EXERCISE OBJECTIVE
Find every line with the string "return" in the material below and copy it.

SOURCE DATA
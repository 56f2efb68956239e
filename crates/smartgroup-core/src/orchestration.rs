//! Grouping pipeline orchestration
//!
//! Runs the matcher stages in priority order (seeds, patterns,
//! normalization buckets, abbreviations, similarity clustering), merges
//! overlapping stage output by member intersection, and fills in singleton
//! groups so every input string lands in exactly one group.
//!
//! No stage failure escapes [`Grouper::group_all`]; a failing stage is
//! logged and contributes nothing.

use std::collections::{HashMap, HashSet};

use tracing::{debug, warn};

use crate::abbrev::match_abbreviations;
use crate::config::GrouperConfig;
use crate::error::StageError;
use crate::exact::group_by_normalization;
use crate::group::{Group, GroupSet};
use crate::patterns::{match_patterns, PatternTable};
use crate::seeds::{match_seeds, SeedTable};
use crate::similarity::{cluster, select_representative, UnionFind};

/// The grouping engine. Immutable after construction; cheap to share.
#[derive(Debug, Clone)]
pub struct Grouper {
    config: GrouperConfig,
    seeds: SeedTable,
    patterns: PatternTable,
}

impl Grouper {
    /// Engine with default thresholds, the curated pattern table, and no
    /// seed table.
    pub fn new() -> Self {
        Self::with_config(GrouperConfig::default())
    }

    pub fn with_config(config: GrouperConfig) -> Self {
        Self {
            config,
            seeds: SeedTable::empty(),
            patterns: PatternTable::default(),
        }
    }

    pub fn seeds(mut self, seeds: SeedTable) -> Self {
        self.seeds = seeds;
        self
    }

    pub fn patterns(mut self, patterns: PatternTable) -> Self {
        self.patterns = patterns;
        self
    }

    pub fn config(&self) -> &GrouperConfig {
        &self.config
    }

    /// Partition the input into groups of equivalent spellings.
    ///
    /// The input is deduplicated and blank entries dropped; every surviving
    /// string ends up in exactly one group. Never fails: a failing stage
    /// degrades to contributing no groups, and with every stage degraded the
    /// result is singleton-only grouping.
    pub fn group_all(&self, values: &[String]) -> GroupSet {
        let mut seen: HashSet<&str> = HashSet::new();
        let strings: Vec<String> = values
            .iter()
            .filter(|s| !s.trim().is_empty())
            .filter(|s| seen.insert(s.as_str()))
            .cloned()
            .collect();

        if strings.is_empty() {
            return GroupSet::new();
        }
        if strings.len() == 1 {
            let mut groups = GroupSet::new();
            groups.insert(Group::singleton(strings[0].clone()));
            return groups;
        }

        let mut stage_groups: Vec<Group> = Vec::new();

        if !self.seeds.is_empty() {
            collect_stage("seeds", match_seeds(&strings, &self.seeds), &mut stage_groups);
        }
        collect_stage(
            "patterns",
            match_patterns(&strings, &self.patterns),
            &mut stage_groups,
        );
        collect_stage(
            "normalization",
            group_by_normalization(&strings, &self.config),
            &mut stage_groups,
        );
        collect_stage(
            "abbreviations",
            match_abbreviations(&strings, &self.config),
            &mut stage_groups,
        );

        // Later clustering only sees strings no earlier stage claimed.
        let claimed: HashSet<&str> = stage_groups
            .iter()
            .flat_map(|g| g.members.iter().map(String::as_str))
            .collect();
        let unclaimed: Vec<String> = strings
            .iter()
            .filter(|s| !claimed.contains(s.as_str()))
            .cloned()
            .collect();
        collect_stage(
            "similarity",
            cluster(&unclaimed, &self.config),
            &mut stage_groups,
        );

        let mut groups = self.merge_overlapping(stage_groups);

        // Singleton fallback for anything no stage claimed.
        let grouped = groups.all_members();
        for s in &strings {
            if !grouped.contains(s) {
                groups.insert(Group::singleton(s.clone()));
            }
        }

        debug!(
            inputs = strings.len(),
            groups = groups.len(),
            "grouping complete"
        );

        groups
    }

    /// Union stage groups whose member sets intersect. The merged
    /// representative is chosen among the component's original
    /// representatives; seed and pattern labels win unconditionally.
    fn merge_overlapping(&self, stage_groups: Vec<Group>) -> GroupSet {
        let known_labels: HashSet<String> = self
            .seeds
            .labels()
            .chain(self.patterns.labels())
            .map(str::to_string)
            .collect();

        let mut components = UnionFind::new(stage_groups.len());
        for i in 0..stage_groups.len() {
            for j in (i + 1)..stage_groups.len() {
                let intersects = stage_groups[i]
                    .members
                    .intersection(&stage_groups[j].members)
                    .next()
                    .is_some();
                if intersects {
                    components.union(i, j);
                }
            }
        }

        let mut buckets: HashMap<usize, Vec<usize>> = HashMap::new();
        for i in 0..stage_groups.len() {
            buckets.entry(components.find(i)).or_default().push(i);
        }

        let mut merged = GroupSet::new();
        for indices in buckets.values() {
            let mut representatives: Vec<&str> = Vec::new();
            for &i in indices {
                let rep = stage_groups[i].representative.as_str();
                if !representatives.contains(&rep) {
                    representatives.push(rep);
                }
            }
            let representative =
                select_representative(&representatives, &known_labels, &self.config);

            let mut group = Group::singleton(representative);
            for &i in indices {
                group.members.extend(stage_groups[i].members.iter().cloned());
            }
            merged.insert(group);
        }

        merged
    }
}

impl Default for Grouper {
    fn default() -> Self {
        Self::new()
    }
}

fn collect_stage(name: &str, result: Result<GroupSet, StageError>, out: &mut Vec<Group>) {
    match result {
        Ok(groups) => {
            debug!(stage = name, groups = groups.len(), "stage complete");
            out.extend(groups.into_iter().map(|(_, g)| g));
        }
        Err(err) => {
            warn!(stage = name, %err, "stage failed, continuing without it");
        }
    }
}

#[cfg(test)]
mod tests {
    use super::*;

    fn strings(values: &[&str]) -> Vec<String> {
        values.iter().map(|s| s.to_string()).collect()
    }

    #[test]
    fn empty_input_yields_empty_set() {
        let groups = Grouper::new().group_all(&[]);
        assert!(groups.is_empty());
    }

    #[test]
    fn blank_entries_are_dropped() {
        let groups = Grouper::new().group_all(&strings(&["", "   ", "школа"]));
        assert_eq!(groups.len(), 1);
        assert_eq!(groups.groups().next().unwrap().representative, "школа");
    }

    #[test]
    fn single_value_groups_with_itself() {
        let groups = Grouper::new().group_all(&strings(&["лицей"]));
        assert_eq!(groups.len(), 1);
        assert!(groups.resolve("лицей").unwrap().contains("лицей"));
    }

    #[test]
    fn duplicates_collapse_before_grouping() {
        let groups = Grouper::new().group_all(&strings(&["Школа №5", "школа номер 5", "Школа №5"]));
        assert_eq!(groups.len(), 1);
        let group = groups.groups().next().unwrap();
        assert!(group.contains("Школа №5"));
        assert!(group.contains("школа номер 5"));
    }

    #[test]
    fn overlapping_stage_groups_merge() {
        // Pattern and abbreviation stages both claim ГГУ + full name;
        // merging must produce a single group.
        let groups = Grouper::new().group_all(&strings(&[
            "ГГУ",
            "Гомельский государственный университет",
            "другое слово",
        ]));
        assert_eq!(groups.len(), 2);
        let big = groups
            .get("Гомельский государственный университет")
            .unwrap();
        assert!(big.contains("ГГУ"));
        assert!(groups.resolve("другое слово").is_some());
    }

    #[test]
    fn every_input_lands_in_exactly_one_group() {
        let input = strings(&[
            "ГГУ",
            "Гомельский государственный университет",
            "Школа №5",
            "школа номер 5",
            "завод",
        ]);
        let groups = Grouper::new().group_all(&input);
        for s in &input {
            let containing = groups.groups().filter(|g| g.contains(s)).count();
            assert_eq!(containing, 1, "{} appears in {} groups", s, containing);
        }
    }

    #[test]
    fn representative_always_member() {
        let input = strings(&["СШ №5", "средняя школа номер 5", "гимназия", "ГИМНАЗИЯ"]);
        let groups = Grouper::new().group_all(&input);
        for group in groups.groups() {
            assert!(
                group.contains(&group.representative),
                "representative {} not in members",
                group.representative
            );
        }
    }

    #[test]
    fn deterministic_across_calls() {
        let input = strings(&["ГГУ", "ггу", "Школа №5", "школа номер 5", "завод", "фабрика"]);
        let grouper = Grouper::new();
        assert_eq!(grouper.group_all(&input), grouper.group_all(&input));
    }

    #[test]
    fn failed_clustering_degrades_to_singletons() {
        // An out-of-range threshold makes the similarity stage error out;
        // group_all must still return a total partition.
        let input = strings(&[
            "средняя школа номер 5",
            "средняя школа номер 5 города Гомеля",
        ]);
        let groups = Grouper::with_config(GrouperConfig {
            similarity_threshold: 1.5,
            ..GrouperConfig::default()
        })
        .group_all(&input);

        assert_eq!(groups.len(), 2);
        for s in &input {
            assert_eq!(groups.resolve(s).map(|m| m.len()), Some(1));
        }
    }

    #[test]
    fn seed_stage_runs_when_configured() {
        let seeds = SeedTable::from_json_str(
            r#"{"Белорусский государственный университет транспорта": ["БелГУТ"]}"#,
        );
        let groups = Grouper::new()
            .seeds(seeds)
            .group_all(&strings(&["БелГУТ", "прочее"]));
        let group = groups
            .get("Белорусский государственный университет транспорта")
            .unwrap();
        assert!(group.contains("БелГУТ"));
    }
}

SOLUTION FOR THIS EXERCISE
            return GroupSet::new();
            return groups;
        // group_all must still return a total partition.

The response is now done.